Scan the listing below and copy every line holding "disk".

-------- Records supplied

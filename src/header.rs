//! The file header (format spec §3.3).
//!
//! Every offset the header stores is a file-local absolute offset; every
//! other section stores only section-local offsets (§9 "section-local vs
//! file-local offsets"). The header is always built last, once every
//! section's final length is known (§3.4, §4.3 step 6).

use crate::arch::Architecture;
use crate::error::{Error, Result};
use crate::primitive::{Reader, Writer};
use crate::{ALIGN, FORMAT_VERSION, RPKG_MAGIC};

/// Absolute file offsets of every section after the header, in on-disk
/// order. `checksum` is where the trailing SHA-256 digest begins; the file
/// ends at `checksum + DIGEST_LEN`.
#[derive(Debug, Clone, Copy, PartialEq, Eq, Default)]
pub(crate) struct SectionOffsets {
    pub imports: u64,
    pub exports: u64,
    pub types: u64,
    pub symbols: u64,
    pub abis: u64,
    pub program_sections: u64,
    pub strings: u64,
    pub linkages: u64,
    pub code: u64,
    pub checksum: u64,
}

impl SectionOffsets {
    /// Returns the ten offsets in on-disk order, paired with a name used
    /// only for error messages.
    fn ordered(&self) -> [(&'static str, u64); 10] {
        [
            ("imports", self.imports),
            ("exports", self.exports),
            ("types", self.types),
            ("symbols", self.symbols),
            ("abis", self.abis),
            ("program-sections", self.program_sections),
            ("strings", self.strings),
            ("linkages", self.linkages),
            ("code", self.code),
            ("checksum", self.checksum),
        ]
    }
}

#[derive(Debug, Clone, PartialEq, Eq)]
pub(crate) struct Header {
    pub architecture: Architecture,
    pub version: u8,
    pub package_name_offset: u16,
    pub base_address: u64,
    /// Strings-section offsets naming every declared program section.
    pub section_name_offsets: Vec<u32>,
    pub offsets: SectionOffsets,
}

impl Header {
    /// Encoded size in bytes of a header with `num_sections` declared
    /// program sections.
    pub(crate) fn encoded_len(num_sections: usize) -> usize {
        // magic + arch + version + pkg_name_offset + base_address + num_sections
        4 + 1 + 1 + 2 + 8 + 4
            // one u32 per declared section name
            + num_sections * 4
            // ten u64 file offsets
            + 10 * 8
    }

    pub(crate) fn encode(&self) -> Writer {
        let mut w = Writer::new();
        w.write_u32(RPKG_MAGIC);
        w.write_u8(self.architecture.to_byte());
        w.write_u8(self.version);
        w.write_u16(self.package_name_offset);
        w.write_u64(self.base_address);
        w.write_u32(self.section_name_offsets.len() as u32);
        for &offset in &self.section_name_offsets {
            w.write_u32(offset);
        }
        for (_, offset) in self.offsets.ordered() {
            w.write_u64(offset);
        }
        debug_assert_eq!(w.len(), Self::encoded_len(self.section_name_offsets.len()));
        w
    }

    pub(crate) fn decode(data: &[u8]) -> Result<Header> {
        let mut r = Reader::new(data);
        let magic = r.read_u32()?;
        if magic != RPKG_MAGIC {
            return Err(Error::BadMagic {
                expected: RPKG_MAGIC,
                found: magic,
            });
        }
        let architecture = Architecture::from_byte(r.read_u8()?)?;
        let version = r.read_u8()?;
        if version != FORMAT_VERSION {
            return Err(Error::UnknownVersion(version));
        }
        let package_name_offset = r.read_u16()?;
        let base_address = r.read_u64()?;
        let num_sections = r.read_u32()? as usize;
        let mut section_name_offsets = Vec::with_capacity(num_sections);
        for _ in 0..num_sections {
            section_name_offsets.push(r.read_u32()?);
        }

        let mut offsets = SectionOffsets::default();
        offsets.imports = r.read_u64()?;
        offsets.exports = r.read_u64()?;
        offsets.types = r.read_u64()?;
        offsets.symbols = r.read_u64()?;
        offsets.abis = r.read_u64()?;
        offsets.program_sections = r.read_u64()?;
        offsets.strings = r.read_u64()?;
        offsets.linkages = r.read_u64()?;
        offsets.code = r.read_u64()?;
        offsets.checksum = r.read_u64()?;

        let header = Header {
            architecture,
            version,
            package_name_offset,
            base_address,
            section_name_offsets,
            offsets,
        };

        let header_size = Self::encoded_len(header.section_name_offsets.len()) as u64;
        if header.offsets.imports != header_size {
            return Err(Error::MisalignedOffset {
                section: "imports",
                offset: header.offsets.imports,
                align: header_size,
            });
        }

        let mut previous = header_size;
        for (name, offset) in header.offsets.ordered() {
            if offset < previous {
                return Err(Error::OutOfBoundsOffset {
                    section: name,
                    offset,
                    section_len: previous,
                });
            }
            if name != "checksum" && offset % ALIGN as u64 != 0 {
                return Err(Error::MisalignedOffset {
                    section: name,
                    offset,
                    align: ALIGN as u64,
                });
            }
            previous = offset;
        }

        Ok(header)
    }
}

#[cfg(test)]
mod tests {
    use super::*;

    fn sample_offsets() -> SectionOffsets {
        SectionOffsets {
            imports: 100,
            exports: 104,
            types: 108,
            symbols: 112,
            abis: 156,
            program_sections: 160,
            strings: 184,
            linkages: 200,
            code: 236,
            checksum: 240,
        }
    }

    #[test]
    fn round_trips_with_no_declared_sections() {
        let header = Header {
            architecture: Architecture::X86_64,
            version: FORMAT_VERSION,
            package_name_offset: 4,
            base_address: 0,
            section_name_offsets: vec![],
            offsets: sample_offsets(),
        };
        let bytes = header.encode().into_bytes();
        assert_eq!(bytes.len(), Header::encoded_len(0));
        let decoded = Header::decode(&bytes).unwrap();
        assert_eq!(decoded, header);
    }

    #[test]
    fn s1_byte_prefix_matches_spec() {
        let header = Header {
            architecture: Architecture::X86_64,
            version: FORMAT_VERSION,
            package_name_offset: 4,
            base_address: 0,
            section_name_offsets: vec![],
            offsets: sample_offsets(),
        };
        let bytes = header.encode().into_bytes();
        assert_eq!(&bytes[0..8], &[0x72, 0x70, 0x6b, 0x67, 0x01, 0x01, 0x00, 0x04]);
    }

    #[test]
    fn rejects_bad_magic() {
        let mut bytes = Header {
            architecture: Architecture::X86_64,
            version: FORMAT_VERSION,
            package_name_offset: 0,
            base_address: 0,
            section_name_offsets: vec![],
            offsets: sample_offsets(),
        }
        .encode()
        .into_bytes();
        bytes[0] = 0;
        assert!(matches!(
            Header::decode(&bytes).unwrap_err(),
            Error::BadMagic { .. }
        ));
    }

    #[test]
    fn rejects_imports_offset_not_equal_to_header_size() {
        let mut offsets = sample_offsets();
        offsets.imports += 4;
        offsets.exports += 4;
        let header = Header {
            architecture: Architecture::X86_64,
            version: FORMAT_VERSION,
            package_name_offset: 0,
            base_address: 0,
            section_name_offsets: vec![],
            offsets,
        };
        let bytes = header.encode().into_bytes();
        assert!(Header::decode(&bytes).is_err());
    }

    #[test]
    fn rejects_non_monotonic_offsets() {
        let mut offsets = sample_offsets();
        offsets.exports = offsets.imports - 4;
        let header = Header {
            architecture: Architecture::X86_64,
            version: FORMAT_VERSION,
            package_name_offset: 0,
            base_address: 0,
            section_name_offsets: vec![],
            offsets,
        };
        let bytes = header.encode().into_bytes();
        assert!(Header::decode(&bytes).is_err());
    }
}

----------------

_Expected answer_
/// Absolute file offsets of every section after the header, in on-disk
    /// Returns the ten offsets in on-disk order, paired with a name used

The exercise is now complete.